───── Dataset extract

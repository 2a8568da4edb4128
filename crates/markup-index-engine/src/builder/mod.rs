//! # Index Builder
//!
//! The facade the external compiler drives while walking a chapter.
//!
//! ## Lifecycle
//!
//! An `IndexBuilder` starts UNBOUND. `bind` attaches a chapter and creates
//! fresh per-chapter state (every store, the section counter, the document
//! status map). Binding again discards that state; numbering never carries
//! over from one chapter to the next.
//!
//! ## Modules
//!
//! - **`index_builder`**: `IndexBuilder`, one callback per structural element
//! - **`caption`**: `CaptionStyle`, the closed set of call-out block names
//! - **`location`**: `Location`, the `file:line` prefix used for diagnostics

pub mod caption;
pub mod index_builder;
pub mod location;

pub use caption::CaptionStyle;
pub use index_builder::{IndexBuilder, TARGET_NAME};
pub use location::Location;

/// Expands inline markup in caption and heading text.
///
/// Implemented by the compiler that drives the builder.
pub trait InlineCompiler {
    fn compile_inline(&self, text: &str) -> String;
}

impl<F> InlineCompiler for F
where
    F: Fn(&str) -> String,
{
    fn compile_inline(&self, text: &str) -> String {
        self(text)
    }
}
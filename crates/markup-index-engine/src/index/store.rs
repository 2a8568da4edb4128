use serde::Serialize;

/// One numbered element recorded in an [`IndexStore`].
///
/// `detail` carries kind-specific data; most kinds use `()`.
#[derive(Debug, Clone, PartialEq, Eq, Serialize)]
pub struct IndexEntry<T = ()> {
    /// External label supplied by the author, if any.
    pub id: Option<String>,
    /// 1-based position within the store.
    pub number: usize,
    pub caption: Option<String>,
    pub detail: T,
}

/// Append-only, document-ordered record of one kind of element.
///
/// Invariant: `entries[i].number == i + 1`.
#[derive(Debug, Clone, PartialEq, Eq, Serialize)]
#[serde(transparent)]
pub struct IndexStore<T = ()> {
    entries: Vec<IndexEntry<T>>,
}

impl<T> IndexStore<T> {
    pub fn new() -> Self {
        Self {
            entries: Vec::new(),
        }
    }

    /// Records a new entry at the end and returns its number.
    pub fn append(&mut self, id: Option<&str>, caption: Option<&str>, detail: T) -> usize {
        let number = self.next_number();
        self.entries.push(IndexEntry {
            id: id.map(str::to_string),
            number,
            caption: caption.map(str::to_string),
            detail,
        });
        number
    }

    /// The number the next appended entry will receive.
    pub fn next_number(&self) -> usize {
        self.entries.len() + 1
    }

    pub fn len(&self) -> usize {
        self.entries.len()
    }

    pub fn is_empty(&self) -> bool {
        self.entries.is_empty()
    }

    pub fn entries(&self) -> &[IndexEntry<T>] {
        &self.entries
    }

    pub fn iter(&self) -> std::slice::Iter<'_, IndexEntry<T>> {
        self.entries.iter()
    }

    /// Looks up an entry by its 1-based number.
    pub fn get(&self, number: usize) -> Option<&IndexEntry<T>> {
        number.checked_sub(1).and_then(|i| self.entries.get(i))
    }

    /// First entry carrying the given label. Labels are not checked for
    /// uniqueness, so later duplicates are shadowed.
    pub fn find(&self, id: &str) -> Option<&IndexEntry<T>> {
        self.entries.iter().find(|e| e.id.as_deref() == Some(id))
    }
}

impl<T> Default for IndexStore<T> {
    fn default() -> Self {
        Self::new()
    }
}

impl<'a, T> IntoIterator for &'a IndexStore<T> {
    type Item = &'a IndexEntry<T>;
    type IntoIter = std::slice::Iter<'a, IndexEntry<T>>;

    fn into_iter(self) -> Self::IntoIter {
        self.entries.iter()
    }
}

──────────

# Task prompt
Output all entries exactly as given above.

# Response area
repository 2a8568da4edb4128
filename crates/markup-index-engine/src/builder/mod.rs
//! # Index Builder
//!
//! The facade the external compiler drives while walking a chapter.
//!
//! ## Lifecycle
//!
//! An `IndexBuilder` starts UNBOUND. `bind` attaches a chapter and creates
//! fresh per-chapter state (every store, the section counter, the document
//! status map). Binding again discards that state; numbering never carries
//! over from one chapter to the next.
//!
//! ## Modules
//!
//! - **`index_builder`**: `IndexBuilder`, one callback per structural element
//! - **`caption`**: `CaptionStyle`, the closed set of call-out block names
//! - **`location`**: `Location`, the `file:line` prefix used for diagnostics

pub mod caption;
pub mod index_builder;
pub mod location;

pub use caption::CaptionStyle;
pub use index_builder::{IndexBuilder, TARGET_NAME};
pub use location::Location;

/// Expands inline markup in caption and heading text.
///
/// Implemented by the compiler that drives the builder.
pub trait InlineCompiler {
    fn compile_inline(&self, text: &str) -> String;
}

impl<F> InlineCompiler for F
where
    F: Fn(&str) -> String,
{
    fn compile_inline(&self, text: &str) -> String {
        self(text)
    }
}
filename crates/markup-index-engine/src/index/store.rs
repository 2a8568da4edb4128
use serde::Serialize;

/// One numbered element recorded in an [`IndexStore`].
///
/// `detail` carries kind-specific data; most kinds use `()`.
#[derive(Debug, Clone, PartialEq, Eq, Serialize)]
pub struct IndexEntry<T = ()> {
    /// External label supplied by the author, if any.
    pub id: Option<String>,
    /// 1-based position within the store.
    pub number: usize,
    pub caption: Option<String>,
    pub detail: T,
}

/// Append-only, document-ordered record of one kind of element.
///
/// Invariant: `entries[i].number == i + 1`.
#[derive(Debug, Clone, PartialEq, Eq, Serialize)]
#[serde(transparent)]
pub struct IndexStore<T = ()> {
    entries: Vec<IndexEntry<T>>,
}

impl<T> IndexStore<T> {
    pub fn new() -> Self {
        Self {
            entries: Vec::new(),
        }
    }

    /// Records a new entry at the end and returns its number.
    pub fn append(&mut self, id: Option<&str>, caption: Option<&str>, detail: T) -> usize {
        let number = self.next_number();
        self.entries.push(IndexEntry {
            id: id.map(str::to_string),
            number,
            caption: caption.map(str::to_string),
            detail,
        });
        number
    }

    /// The number the next appended entry will receive.
    pub fn next_number(&self) -> usize {
        self.entries.len() + 1
    }

    pub fn len(&self) -> usize {
        self.entries.len()
    }

    pub fn is_empty(&self) -> bool {
        self.entries.is_empty()
    }

    pub fn entries(&self) -> &[IndexEntry<T>] {
        &self.entries
    }

    pub fn iter(&self) -> std::slice::Iter<'_, IndexEntry<T>> {
        self.entries.iter()
    }

    /// Looks up an entry by its 1-based number.
    pub fn get(&self, number: usize) -> Option<&IndexEntry<T>> {
        number.checked_sub(1).and_then(|i| self.entries.get(i))
    }

    /// First entry carrying the given label. Labels are not checked for
    /// uniqueness, so later duplicates are shadowed.
    pub fn find(&self, id: &str) -> Option<&IndexEntry<T>> {
        self.entries.iter().find(|e| e.id.as_deref() == Some(id))
    }
}

impl<T> Default for IndexStore<T> {
    fn default() -> Self {
        Self::new()
    }
}

impl<'a, T> IntoIterator for &'a IndexStore<T> {
    type Item = &'a IndexEntry<T>;
    type IntoIter = std::slice::Iter<'a, IndexEntry<T>>;

    fn into_iter(self) -> Self::IntoIter {
        self.entries.iter()
    }
}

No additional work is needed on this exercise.